Günter Rudolph (SPD): Das Land Hessen darf seine Beschäftigten nicht benachteiligen

„Es kann nicht sein, dass die Bediensteten des Landes Hessen wieder Monate lang darüber im Unklaren gelassen werden, ob und in welcher Höhe sie Einkommensverbesserungen erhalten werden, während ihre Kolleginnen und Kollegen in 14 anderen Bundesländern bereits ab dem 1. März neben einem Sockelbetrag eine 3-prozentige Einkommenserhöhung erhalten und ab März 2010 eine weitere 1,2 Prozent-Erhöhung zu erwarten haben,“ sagte Rudolph in Wiesbaden

Dass die Tarifpartner in der TdL am Wochenende wieder einmal zu einem vernünftigen Verhandlungsergebnis gekommen seien, wertete der Sozialdemokrat einmal mehr als Signal für die Notwendigkeit eines Beitritts des Landes Hessen in die TdL.
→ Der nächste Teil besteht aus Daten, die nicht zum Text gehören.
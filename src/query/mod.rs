//! Query types (nouns)
//!
//! The engine-independent query contract shared by both renderers.

mod error;
mod granularity;
mod request;

pub use error::QueryError;
pub use granularity::{isoformat, Granularity, TimeRange};
pub use request::{AbstractQuery, AbstractQueryBuilder, Filter};
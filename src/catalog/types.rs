//! Data type and metric type definitions for the catalog

use serde::{Deserialize, Deserializer, Serialize, Serializer};
use std::convert::Infallible;
use std::fmt;
use std::str::FromStr;

/// Column data types as reported by a schema source
#[derive(Debug, Clone, PartialEq, Eq, Hash)]
pub enum DataType {
    /// Variable-length string (STRING, VARCHAR, TEXT, CHAR)
    String,
    /// 64-bit integer (LONG, BIGINT, INT, INTEGER)
    Long,
    /// 64-bit floating point
    Double,
    /// 32-bit floating point
    Float,
    /// Anything else, kept verbatim
    Other(String),
}

impl Default for DataType {
    fn default() -> Self {
        DataType::Other(String::new())
    }
}

impl fmt::Display for DataType {
    fn fmt(&self, f: &mut fmt::Formatter<'_>) -> fmt::Result {
        match self {
            DataType::String => write!(f, "STRING"),
            DataType::Long => write!(f, "LONG"),
            DataType::Double => write!(f, "DOUBLE"),
            DataType::Float => write!(f, "FLOAT"),
            DataType::Other(raw) => write!(f, "{}", raw),
        }
    }
}

impl FromStr for DataType {
    type Err = Infallible;

    /// Parsing never fails: unknown types become `Other`.
    fn from_str(s: &str) -> Result<Self, Self::Err> {
        let trimmed = s.trim();
        // VARCHAR(255) -> VARCHAR
        let base = match trimmed.find('(') {
            Some(idx) => &trimmed[..idx],
            None => trimmed,
        };

        Ok(match base.trim().to_uppercase().as_str() {
            "STRING" | "VARCHAR" | "TEXT" | "CHAR" => DataType::String,
            "LONG" | "BIGINT" | "INT" | "INTEGER" => DataType::Long,
            "DOUBLE" => DataType::Double,
            "FLOAT" => DataType::Float,
            _ => DataType::Other(trimmed.to_string()),
        })
    }
}

impl DataType {
    /// Parse a type string reported by an external schema source
    pub fn parse(s: &str) -> Self {
        match s.parse() {
            Ok(dt) => dt,
            Err(never) => match never {},
        }
    }

    /// Numeric types honor the sum/min/max capability flags
    pub fn is_numeric(&self) -> bool {
        matches!(self, DataType::Long | DataType::Double | DataType::Float)
    }

    /// Check if this is a string type (assumed to be a dimension)
    pub fn is_string(&self) -> bool {
        matches!(self, DataType::String)
    }

    /// Aggregator family prefix for numeric types.
    ///
    /// DOUBLE and FLOAT both use the double family.
    pub fn aggregator_family(&self) -> Option<&'static str> {
        match self {
            DataType::Long => Some("long"),
            DataType::Double | DataType::Float => Some("double"),
            _ => None,
        }
    }
}

impl<'de> Deserialize<'de> for DataType {
    fn deserialize<D>(deserializer: D) -> Result<Self, D::Error>
    where
        D: Deserializer<'de>,
    {
        let s = String::deserialize(deserializer)?;
        Ok(DataType::parse(&s))
    }
}

impl Serialize for DataType {
    fn serialize<S>(&self, serializer: S) -> Result<S::Ok, S::Error>
    where
        S: Serializer,
    {
        serializer.serialize_str(&self.to_string())
    }
}

// ============================================================================
// MetricType
// ============================================================================

/// Kind of aggregate a metric computes
#[derive(Debug, Clone, Copy, PartialEq, Eq, Hash)]
pub enum MetricType {
    Count,
    Sum,
    Min,
    Max,
    CountDistinct,
    /// Operator-declared expression
    Custom,
}

impl Default for MetricType {
    fn default() -> Self {
        MetricType::Custom
    }
}

impl fmt::Display for MetricType {
    fn fmt(&self, f: &mut fmt::Formatter<'_>) -> fmt::Result {
        match self {
            MetricType::Count => write!(f, "count"),
            MetricType::Sum => write!(f, "sum"),
            MetricType::Min => write!(f, "min"),
            MetricType::Max => write!(f, "max"),
            MetricType::CountDistinct => write!(f, "count_distinct"),
            MetricType::Custom => write!(f, "custom"),
        }
    }
}

/// Error when parsing a metric type string
#[derive(Debug, Clone)]
pub struct ParseMetricTypeError {
    pub input: String,
}

impl fmt::Display for ParseMetricTypeError {
    fn fmt(&self, f: &mut fmt::Formatter<'_>) -> fmt::Result {
        write!(
            f,
            "Unknown metric type '{}'. Valid options: count, sum, min, max, count_distinct, custom",
            self.input
        )
    }
}

impl std::error::Error for ParseMetricTypeError {}

impl FromStr for MetricType {
    type Err = ParseMetricTypeError;

    fn from_str(s: &str) -> Result<Self, Self::Err> {
        match s.to_lowercase().as_str() {
            "count" => Ok(MetricType::Count),
            "sum" => Ok(MetricType::Sum),
            "min" => Ok(MetricType::Min),
            "max" => Ok(MetricType::Max),
            "count_distinct" | "countdistinct" => Ok(MetricType::CountDistinct),
            "custom" => Ok(MetricType::Custom),
            _ => Err(ParseMetricTypeError { input: s.to_string() }),
        }
    }
}

impl<'de> Deserialize<'de> for MetricType {
    fn deserialize<D>(deserializer: D) -> Result<Self, D::Error>
    where
        D: Deserializer<'de>,
    {
        let s = String::deserialize(deserializer)?;
        MetricType::from_str(&s).map_err(serde::de::Error::custom)
    }
}

impl Serialize for MetricType {
    fn serialize<S>(&self, serializer: S) -> Result<S::Ok, S::Error>
    where
        S: Serializer,
    {
        serializer.serialize_str(&self.to_string())
    }
}
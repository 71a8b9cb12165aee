//! Name resolution shared by both renderers

use crate::catalog::{Metric, Source};
use crate::query::AbstractQuery;
use super::error::CompileError;

/// Check every groupby column exists on the source
pub(crate) fn check_groupby(source: &Source, query: &AbstractQuery) -> Result<(), CompileError> {
    for column in &query.groupby {
        if source.get_column(column).is_none() {
            return Err(CompileError::ColumnNotFound {
                source: source.name.clone(),
                column: column.clone(),
            });
        }
    }
    Ok(())
}

/// Resolve requested metric names, in request order.
///
/// Unknown names are a compile error.
pub(crate) fn resolve_metrics<'a>(
    source: &'a Source,
    query: &AbstractQuery,
) -> Result<Vec<&'a Metric>, CompileError> {
    query
        .metrics
        .iter()
        .map(|name| {
            source.get_metric(name).ok_or_else(|| CompileError::MetricNotFound {
                source: source.name.clone(),
                metric: name.clone(),
            })
        })
        .collect()
}
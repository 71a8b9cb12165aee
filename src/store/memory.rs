//! In-memory catalog store

use std::collections::BTreeMap;
use crate::catalog::{Backend, Catalog, Column, Metric, Source};
use super::error::StoreError;
use super::{check_backend_kind, CatalogStore, CatalogTransaction};

/// Catalog store kept in process memory.
///
/// Transactions stage their writes on a copy of the catalog and swap it in
/// on commit.
#[derive(Debug, Clone, Default)]
pub struct MemoryStore {
    sources: BTreeMap<String, Source>,
}

impl MemoryStore {
    pub fn new() -> Self {
        Self::default()
    }

    /// Store pre-populated with the sources of a catalog
    pub fn from_catalog(catalog: &Catalog) -> Self {
        let sources = catalog
            .sources
            .iter()
            .map(|s| (s.name.clone(), s.clone()))
            .collect();
        Self { sources }
    }

    /// Committed state of a source
    pub fn source(&self, name: &str) -> Option<&Source> {
        self.sources.get(name)
    }
}

impl CatalogStore for MemoryStore {
    fn begin(&mut self) -> Result<Box<dyn CatalogTransaction + '_>, StoreError> {
        let staged = self.sources.clone();
        Ok(Box::new(MemoryTransaction { store: self, staged }))
    }
}

struct MemoryTransaction<'a> {
    store: &'a mut MemoryStore,
    staged: BTreeMap<String, Source>,
}

impl MemoryTransaction<'_> {
    fn source_mut(&mut self, name: &str) -> Result<&mut Source, StoreError> {
        self.staged
            .get_mut(name)
            .ok_or_else(|| StoreError::SourceNotFound(name.to_string()))
    }
}

impl CatalogTransaction for MemoryTransaction<'_> {
    fn get_source(&self, name: &str) -> Result<Option<Source>, StoreError> {
        Ok(self.staged.get(name).cloned())
    }

    fn source_names(&self) -> Result<Vec<String>, StoreError> {
        Ok(self.staged.keys().cloned().collect())
    }

    fn upsert_source(&mut self, name: &str, backend: &Backend) -> Result<bool, StoreError> {
        match self.staged.get_mut(name) {
            Some(source) => {
                check_backend_kind(name, &source.backend, backend)?;
                source.backend = backend.clone();
                Ok(false)
            }
            None => {
                self.staged
                    .insert(name.to_string(), Source::new(name, backend.clone()));
                Ok(true)
            }
        }
    }

    fn get_column(&self, source: &str, column: &str) -> Result<Option<Column>, StoreError> {
        Ok(self
            .staged
            .get(source)
            .and_then(|s| s.get_column(column))
            .cloned())
    }

    fn put_column(&mut self, source: &str, column: &Column) -> Result<(), StoreError> {
        let source = self.source_mut(source)?;
        match source.get_column_mut(&column.name) {
            Some(existing) => *existing = column.clone(),
            None => source.columns.push(column.clone()),
        }
        Ok(())
    }

    fn get_metric(&self, source: &str, metric: &str) -> Result<Option<Metric>, StoreError> {
        Ok(self
            .staged
            .get(source)
            .and_then(|s| s.get_metric(metric))
            .cloned())
    }

    fn insert_metric(&mut self, source: &str, metric: &Metric) -> Result<bool, StoreError> {
        let source = self.source_mut(source)?;
        if source.get_metric(&metric.metric_name).is_some() {
            return Ok(false);
        }
        source.metrics.push(metric.clone());
        Ok(true)
    }

    fn commit(self: Box<Self>) -> Result<(), StoreError> {
        let MemoryTransaction { store, staged } = *self;
        store.sources = staged;
        Ok(())
    }
}

#[cfg(test)]
mod tests {
    use super::*;
    use crate::catalog::{DataType, MetricType};

    #[test]
    fn test_commit_publishes_writes() {
        let mut store = MemoryStore::new();
        let mut tx = store.begin().unwrap();
        assert!(tx.upsert_source("events", &Backend::olap("druid")).unwrap());
        tx.put_column("events", &Column::new("country", DataType::String)).unwrap();
        tx.commit().unwrap();

        let source = store.source("events").unwrap();
        assert_eq!(source.column_names(), vec!["country"]);
    }

    #[test]
    fn test_dropped_transaction_discards_writes() {
        let mut store = MemoryStore::new();
        {
            let mut tx = store.begin().unwrap();
            tx.upsert_source("events", &Backend::olap("druid")).unwrap();
        }
        assert!(store.source("events").is_none());
    }

    #[test]
    fn test_insert_metric_never_overwrites() {
        let mut store = MemoryStore::new();
        let mut tx = store.begin().unwrap();
        tx.upsert_source("events", &Backend::olap("druid")).unwrap();
        let edited = Metric::new("count", "Rows", MetricType::Count, r#"{"type":"count","name":"rows"}"#);
        assert!(tx.insert_metric("events", &edited).unwrap());

        let derived = Metric::new("count", "COUNT(*)", MetricType::Count, r#"{"type":"count","name":"count"}"#);
        assert!(!tx.insert_metric("events", &derived).unwrap());
        assert_eq!(tx.get_metric("events", "count").unwrap().unwrap().verbose_name, "Rows");
    }

    #[test]
    fn test_write_to_unknown_source() {
        let mut store = MemoryStore::new();
        let mut tx = store.begin().unwrap();
        let err = tx.put_column("ghost", &Column::new("a", DataType::Long)).unwrap_err();
        assert!(matches!(err, StoreError::SourceNotFound(name) if name == "ghost"));
    }

    #[test]
    fn test_upsert_source_rejects_kind_change() {
        let mut store = MemoryStore::new();
        let mut tx = store.begin().unwrap();
        tx.upsert_source("orders", &Backend::relational("warehouse")).unwrap();
        let err = tx.upsert_source("orders", &Backend::olap("druid")).unwrap_err();
        assert!(matches!(
            err,
            StoreError::BackendConflict { existing: "relational", requested: "olap", .. }
        ));
        assert_eq!(
            tx.get_source("orders").unwrap().unwrap().backend,
            Backend::relational("warehouse")
        );
    }

    #[test]
    fn test_upsert_source_repoints_backend() {
        let mut store = MemoryStore::new();
        let mut tx = store.begin().unwrap();
        tx.upsert_source("events", &Backend::olap("a")).unwrap();
        assert!(!tx.upsert_source("events", &Backend::olap("b")).unwrap());
        assert_eq!(tx.get_source("events").unwrap().unwrap().backend, Backend::olap("b"));
    }
}
//! Compiler errors

use std::fmt;

#[derive(Debug, Clone, PartialEq)]
pub enum CompileError {
    /// A requested metric is not defined on the source
    MetricNotFound { source: String, metric: String },
    /// A groupby column is not defined on the source
    ColumnNotFound { source: String, column: String },
    /// The renderer does not match the source's backend
    BackendMismatch { source: String, expected: &'static str },
    /// The filter's form cannot be rendered for the source's backend
    UnsupportedFilter { source: String },
}

impl fmt::Display for CompileError {
    fn fmt(&self, f: &mut fmt::Formatter<'_>) -> fmt::Result {
        match self {
            CompileError::MetricNotFound { source, metric } => {
                write!(f, "Metric '{}' not found on source '{}'", metric, source)
            }
            CompileError::ColumnNotFound { source, column } => {
                write!(f, "Column '{}' not found on source '{}'", column, source)
            }
            CompileError::BackendMismatch { source, expected } => {
                write!(f, "Source '{}' is not a {} source", source, expected)
            }
            CompileError::UnsupportedFilter { source } => {
                write!(f, "Filter form not supported by the backend of source '{}'", source)
            }
        }
    }
}

impl std::error::Error for CompileError {}
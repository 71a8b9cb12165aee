//! Catalog persistence seam
//!
//! All catalog mutation goes through an explicit [`CatalogTransaction`]
//! opened from a [`CatalogStore`]. A transaction dropped without
//! [`CatalogTransaction::commit`] discards everything it staged.
//!
//! Metric names are unique per source at the store level:
//! [`CatalogTransaction::insert_metric`] never overwrites and reports whether
//! a row was written.

mod error;
mod memory;
mod sqlite;

pub use error::StoreError;
pub use memory::MemoryStore;
pub use sqlite::SqliteStore;

use crate::catalog::{Backend, Catalog, Column, Metric, Source};

/// A transactional record store holding the catalog
pub trait CatalogStore {
    /// Open a transaction scope
    fn begin(&mut self) -> Result<Box<dyn CatalogTransaction + '_>, StoreError>;
}

/// Reads and writes within one transaction scope
pub trait CatalogTransaction {
    /// Load a source with all of its columns and metrics
    fn get_source(&self, name: &str) -> Result<Option<Source>, StoreError>;

    /// Names of all stored sources, sorted
    fn source_names(&self) -> Result<Vec<String>, StoreError>;

    /// Create the source or re-point it to `backend`. Returns true if created.
    ///
    /// Re-pointing is limited to a backend of the same kind; anything else is
    /// [`StoreError::BackendConflict`].
    fn upsert_source(&mut self, name: &str, backend: &Backend) -> Result<bool, StoreError>;

    fn get_column(&self, source: &str, column: &str) -> Result<Option<Column>, StoreError>;

    /// Insert or replace the column keyed by `(source, column.name)`
    fn put_column(&mut self, source: &str, column: &Column) -> Result<(), StoreError>;

    fn get_metric(&self, source: &str, metric: &str) -> Result<Option<Metric>, StoreError>;

    /// Insert unless `(source, metric.metric_name)` already exists.
    /// Returns true if the metric was written.
    fn insert_metric(&mut self, source: &str, metric: &Metric) -> Result<bool, StoreError>;

    fn commit(self: Box<Self>) -> Result<(), StoreError>;
}

/// Reject moving `source` from `existing` to a backend of another kind
pub(crate) fn check_backend_kind(
    source: &str,
    existing: &Backend,
    requested: &Backend,
) -> Result<(), StoreError> {
    if existing.kind() == requested.kind() {
        Ok(())
    } else {
        Err(StoreError::BackendConflict {
            source: source.to_string(),
            existing: existing.kind(),
            requested: requested.kind(),
        })
    }
}

/// Seed a store with every source declared in a catalog.
///
/// Existing metrics are kept; declared columns replace stored ones.
pub fn import_catalog(store: &mut dyn CatalogStore, catalog: &Catalog) -> Result<(), StoreError> {
    let mut tx = store.begin()?;
    for source in &catalog.sources {
        tx.upsert_source(&source.name, &source.backend)?;
        for column in &source.columns {
            tx.put_column(&source.name, column)?;
        }
        for metric in &source.metrics {
            tx.insert_metric(&source.name, metric)?;
        }
    }
    tx.commit()?;
    tracing::debug!(sources = catalog.sources.len(), "Imported catalog into store");
    Ok(())
}

/// Read a source in a short transaction of its own
pub fn load_source(store: &mut dyn CatalogStore, name: &str) -> Result<Option<Source>, StoreError> {
    let tx = store.begin()?;
    let source = tx.get_source(name)?;
    Ok(source)
}
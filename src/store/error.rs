//! Store errors

use std::fmt;

/// Errors raised by a catalog store
#[derive(Debug)]
pub enum StoreError {
    /// Underlying SQLite failure
    Sqlite(rusqlite::Error),
    /// Column or metric written against a source that does not exist
    SourceNotFound(String),
    /// A stored value could not be encoded or decoded
    Serialization(String),
    /// A source cannot move between backend kinds
    BackendConflict {
        source: String,
        existing: &'static str,
        requested: &'static str,
    },
}

impl fmt::Display for StoreError {
    fn fmt(&self, f: &mut fmt::Formatter<'_>) -> fmt::Result {
        match self {
            StoreError::Sqlite(e) => write!(f, "SQLite error: {}", e),
            StoreError::SourceNotFound(name) => write!(f, "Source '{}' not found", name),
            StoreError::Serialization(msg) => write!(f, "Serialization error: {}", msg),
            StoreError::BackendConflict { source, existing, requested } => write!(
                f,
                "Source '{}' is a {} source and cannot be re-pointed to a {} backend",
                source, existing, requested
            ),
        }
    }
}

impl std::error::Error for StoreError {
    fn source(&self) -> Option<&(dyn std::error::Error + 'static)> {
        match self {
            StoreError::Sqlite(e) => Some(e),
            _ => None,
        }
    }
}

impl From<rusqlite::Error> for StoreError {
    fn from(err: rusqlite::Error) -> Self {
        StoreError::Sqlite(err)
    }
}

impl From<serde_json::Error> for StoreError {
    fn from(err: serde_json::Error) -> Self {
        StoreError::Serialization(err.to_string())
    }
}
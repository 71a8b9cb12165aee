//! Query execution seam
//!
//! Running compiled queries is the job of backend clients outside this
//! crate. They plug in through [`QueryExecutor`].

mod error;

pub use error::ExecuteError;

use serde::{Deserialize, Serialize};
use serde_json::{Map, Value};
use crate::catalog::Source;
use crate::compiler::{compile, AggregationSpec, CompiledQuery};
use crate::query::AbstractQuery;

static NULL: Value = Value::Null;

/// Row-oriented query result
#[derive(Debug, Clone, Default, PartialEq, Serialize, Deserialize)]
pub struct ResultSet {
    pub rows: Vec<Map<String, Value>>,
}

impl ResultSet {
    pub fn new(rows: Vec<Map<String, Value>>) -> Self {
        Self { rows }
    }

    pub fn len(&self) -> usize {
        self.rows.len()
    }

    pub fn is_empty(&self) -> bool {
        self.rows.is_empty()
    }

    /// Values of one column across all rows, `Null` where absent
    pub fn column(&self, name: &str) -> Vec<&Value> {
        self.rows
            .iter()
            .map(|row| row.get(name).unwrap_or(&NULL))
            .collect()
    }
}

/// Execution capability for both backend forms
pub trait QueryExecutor {
    fn execute_sql(&self, source: &Source, sql: &str) -> Result<ResultSet, ExecuteError>;

    fn execute_aggregation(
        &self,
        source: &Source,
        spec: &AggregationSpec,
    ) -> Result<ResultSet, ExecuteError>;
}

/// Compile `query` for `source` and hand the result to `executor`
pub fn run_query<E>(
    source: &Source,
    query: &AbstractQuery,
    executor: &E,
) -> Result<ResultSet, ExecuteError>
where
    E: QueryExecutor + ?Sized,
{
    let compiled = compile(source, query)?;
    let result = match &compiled {
        CompiledQuery::Sql(sql) => executor.execute_sql(source, sql),
        CompiledQuery::Aggregation(spec) => executor.execute_aggregation(source, spec),
    };

    match &result {
        Ok(rows) => tracing::debug!(source = %source.name, rows = rows.len(), "Query executed"),
        Err(e) => tracing::warn!(source = %source.name, error = %e, "Query execution failed"),
    }
    result
}

#[cfg(test)]
mod tests {
    use super::*;
    use serde_json::json;

    #[test]
    fn test_column_fills_missing_with_null() {
        let rows = vec![
            json!({"region": "EMEA", "count": 3}),
            json!({"count": 1}),
        ]
        .into_iter()
        .filter_map(|v| v.as_object().cloned())
        .collect();
        let result = ResultSet::new(rows);
        assert_eq!(result.column("region"), vec![&json!("EMEA"), &Value::Null]);
    }
}
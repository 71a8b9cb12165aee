//! SQL identifier escaping
//!
//! Identifiers that are plain words stay bare so generated SQL reads
//! naturally; anything else is double-quoted with embedded quotes doubled.

const RESERVED: &[&str] = &[
    "ALL", "AND", "AS", "ASC", "BETWEEN", "BY", "CASE", "DESC", "DISTINCT", "ELSE", "END",
    "FALSE", "FROM", "GROUP", "HAVING", "IN", "IS", "JOIN", "LIMIT", "NOT", "NULL", "ON", "OR",
    "ORDER", "SELECT", "TABLE", "THEN", "TRUE", "UNION", "WHEN", "WHERE",
];

fn is_plain(name: &str) -> bool {
    let mut chars = name.chars();
    match chars.next() {
        Some(c) if c.is_ascii_alphabetic() || c == '_' => {}
        _ => return false,
    }
    chars.all(|c| c.is_ascii_alphanumeric() || c == '_')
        && !RESERVED.contains(&name.to_ascii_uppercase().as_str())
}

/// Escape a single identifier (column, alias)
pub fn quote_identifier(name: &str) -> String {
    if is_plain(name) {
        name.to_string()
    } else {
        format!("\"{}\"", name.replace('"', "\"\""))
    }
}

/// Escape a possibly schema-qualified name, part by part
pub fn quote_qualified(name: &str) -> String {
    name.split('.')
        .map(quote_identifier)
        .collect::<Vec<_>>()
        .join(".")
}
Der von Ministerpräsident Koch und Innenminister Bouffier bisher beschrittene hessische Sonderweg habe sich bislang stets zu Lasten der Bediensteten ausgewirkt, damit müsse jetzt Schluss sein, verlangte Rudolph.

Abschließend wies er darauf hin, dass natürlich auch eine zeitnahe Übertragung der Einkommensverbesserung auf die hessischen Beamtinnen und Beamten erfolge müsse, ohne dass es dabei – anders als im vergangenen Jahr – wieder zu Sonderopfern der Beamten komme.